━━━━━ Input data
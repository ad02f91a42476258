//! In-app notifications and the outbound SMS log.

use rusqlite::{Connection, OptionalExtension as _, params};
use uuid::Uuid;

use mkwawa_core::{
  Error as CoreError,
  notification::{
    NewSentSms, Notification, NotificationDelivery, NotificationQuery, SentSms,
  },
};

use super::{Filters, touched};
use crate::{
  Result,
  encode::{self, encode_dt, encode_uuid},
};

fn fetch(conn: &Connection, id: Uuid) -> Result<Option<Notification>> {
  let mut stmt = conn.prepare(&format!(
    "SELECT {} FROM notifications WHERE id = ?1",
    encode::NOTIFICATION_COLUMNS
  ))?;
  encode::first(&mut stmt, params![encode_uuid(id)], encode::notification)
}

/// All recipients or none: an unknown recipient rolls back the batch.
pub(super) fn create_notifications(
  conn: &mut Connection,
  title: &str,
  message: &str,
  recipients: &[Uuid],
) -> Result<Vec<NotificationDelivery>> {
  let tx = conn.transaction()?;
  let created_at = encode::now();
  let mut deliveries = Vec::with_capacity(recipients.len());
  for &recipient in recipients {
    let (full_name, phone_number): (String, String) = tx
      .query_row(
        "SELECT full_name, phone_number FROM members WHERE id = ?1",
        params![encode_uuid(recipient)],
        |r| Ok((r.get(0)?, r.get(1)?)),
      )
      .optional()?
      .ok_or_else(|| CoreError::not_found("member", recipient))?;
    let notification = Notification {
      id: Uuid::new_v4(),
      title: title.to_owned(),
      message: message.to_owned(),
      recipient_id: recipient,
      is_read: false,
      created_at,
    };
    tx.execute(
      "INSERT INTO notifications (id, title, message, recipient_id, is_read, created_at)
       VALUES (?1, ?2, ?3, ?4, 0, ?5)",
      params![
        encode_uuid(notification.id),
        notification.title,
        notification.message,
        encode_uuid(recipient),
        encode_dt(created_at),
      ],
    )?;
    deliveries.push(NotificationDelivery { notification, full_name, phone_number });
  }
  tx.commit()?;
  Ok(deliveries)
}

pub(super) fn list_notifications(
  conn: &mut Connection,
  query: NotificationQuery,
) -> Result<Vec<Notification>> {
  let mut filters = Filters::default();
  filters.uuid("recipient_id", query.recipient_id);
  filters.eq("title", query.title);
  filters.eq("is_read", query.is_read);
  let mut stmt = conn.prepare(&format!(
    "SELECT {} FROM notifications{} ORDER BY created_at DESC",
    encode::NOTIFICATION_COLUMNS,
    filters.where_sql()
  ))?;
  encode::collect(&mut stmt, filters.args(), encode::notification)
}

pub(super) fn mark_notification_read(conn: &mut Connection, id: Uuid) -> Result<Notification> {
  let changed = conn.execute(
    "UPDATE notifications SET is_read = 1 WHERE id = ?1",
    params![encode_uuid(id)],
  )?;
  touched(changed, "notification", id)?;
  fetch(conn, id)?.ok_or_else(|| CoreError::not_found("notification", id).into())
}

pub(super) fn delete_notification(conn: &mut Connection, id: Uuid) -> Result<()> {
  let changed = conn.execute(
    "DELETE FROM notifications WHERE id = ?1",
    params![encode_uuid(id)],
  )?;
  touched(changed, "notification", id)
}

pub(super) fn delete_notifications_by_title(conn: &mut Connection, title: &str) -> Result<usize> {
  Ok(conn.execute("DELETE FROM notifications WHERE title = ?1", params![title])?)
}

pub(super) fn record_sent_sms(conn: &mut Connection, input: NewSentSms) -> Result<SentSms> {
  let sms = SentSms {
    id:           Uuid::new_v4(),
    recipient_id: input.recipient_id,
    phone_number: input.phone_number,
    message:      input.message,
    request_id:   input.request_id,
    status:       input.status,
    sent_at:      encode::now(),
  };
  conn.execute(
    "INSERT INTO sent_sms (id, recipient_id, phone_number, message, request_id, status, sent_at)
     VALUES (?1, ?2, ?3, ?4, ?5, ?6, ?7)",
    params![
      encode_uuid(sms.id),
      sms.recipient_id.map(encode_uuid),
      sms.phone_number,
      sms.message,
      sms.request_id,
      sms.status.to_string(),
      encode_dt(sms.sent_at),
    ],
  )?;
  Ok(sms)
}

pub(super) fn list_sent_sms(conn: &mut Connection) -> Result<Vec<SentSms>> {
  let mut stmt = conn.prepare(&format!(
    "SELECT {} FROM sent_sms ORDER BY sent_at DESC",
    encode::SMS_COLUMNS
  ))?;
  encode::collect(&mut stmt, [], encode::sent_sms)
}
━━━━━━━━━━
━━━━━ Input data
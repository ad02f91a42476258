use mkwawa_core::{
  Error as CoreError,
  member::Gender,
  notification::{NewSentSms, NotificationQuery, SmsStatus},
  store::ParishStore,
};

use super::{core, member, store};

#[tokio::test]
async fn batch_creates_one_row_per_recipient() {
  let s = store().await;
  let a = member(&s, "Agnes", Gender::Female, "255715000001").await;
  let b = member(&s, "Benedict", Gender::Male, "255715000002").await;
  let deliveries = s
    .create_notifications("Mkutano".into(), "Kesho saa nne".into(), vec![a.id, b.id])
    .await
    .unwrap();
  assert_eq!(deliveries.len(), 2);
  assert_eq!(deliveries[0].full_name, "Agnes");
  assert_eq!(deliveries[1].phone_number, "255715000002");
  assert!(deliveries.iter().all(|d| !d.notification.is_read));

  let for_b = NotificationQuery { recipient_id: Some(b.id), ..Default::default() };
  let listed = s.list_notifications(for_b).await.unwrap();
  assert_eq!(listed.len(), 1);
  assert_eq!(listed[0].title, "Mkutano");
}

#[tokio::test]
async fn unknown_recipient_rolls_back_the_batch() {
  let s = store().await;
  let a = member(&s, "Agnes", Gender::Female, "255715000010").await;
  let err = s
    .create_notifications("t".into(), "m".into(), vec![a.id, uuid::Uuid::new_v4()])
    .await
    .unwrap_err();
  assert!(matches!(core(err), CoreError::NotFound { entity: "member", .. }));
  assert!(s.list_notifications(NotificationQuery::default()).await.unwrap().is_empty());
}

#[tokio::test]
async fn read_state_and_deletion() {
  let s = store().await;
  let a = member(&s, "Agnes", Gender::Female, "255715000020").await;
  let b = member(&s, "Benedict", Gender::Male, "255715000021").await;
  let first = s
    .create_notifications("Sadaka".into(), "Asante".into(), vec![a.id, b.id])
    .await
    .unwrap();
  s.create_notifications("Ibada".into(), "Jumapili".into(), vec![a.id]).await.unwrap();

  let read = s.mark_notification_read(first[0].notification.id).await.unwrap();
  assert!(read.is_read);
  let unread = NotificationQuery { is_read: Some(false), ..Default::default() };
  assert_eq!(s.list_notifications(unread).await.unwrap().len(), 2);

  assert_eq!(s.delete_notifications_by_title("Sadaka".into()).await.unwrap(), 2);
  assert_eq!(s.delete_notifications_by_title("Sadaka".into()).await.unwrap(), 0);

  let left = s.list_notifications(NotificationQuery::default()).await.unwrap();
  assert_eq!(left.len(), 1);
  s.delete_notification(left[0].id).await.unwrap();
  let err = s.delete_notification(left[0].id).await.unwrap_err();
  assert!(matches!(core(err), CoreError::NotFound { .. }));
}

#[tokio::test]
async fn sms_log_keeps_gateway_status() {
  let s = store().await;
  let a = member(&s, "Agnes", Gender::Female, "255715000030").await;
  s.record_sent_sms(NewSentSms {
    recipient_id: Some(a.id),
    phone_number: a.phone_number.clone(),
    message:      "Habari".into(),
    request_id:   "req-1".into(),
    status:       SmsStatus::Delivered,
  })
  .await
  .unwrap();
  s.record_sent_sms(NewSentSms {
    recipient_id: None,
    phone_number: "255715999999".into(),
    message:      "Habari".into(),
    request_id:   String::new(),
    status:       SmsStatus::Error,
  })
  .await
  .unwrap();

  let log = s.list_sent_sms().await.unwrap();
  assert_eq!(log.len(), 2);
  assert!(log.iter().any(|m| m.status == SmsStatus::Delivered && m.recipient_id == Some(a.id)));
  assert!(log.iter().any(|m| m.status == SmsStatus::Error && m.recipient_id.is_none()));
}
━━━━━━━━━━
#### [Task to complete]
Show each line of the listing that holds the string "touched".

#### [Exercise solution]
use super::{Filters, touched};
  touched(changed, "notification", id)?;
  touched(changed, "notification", id)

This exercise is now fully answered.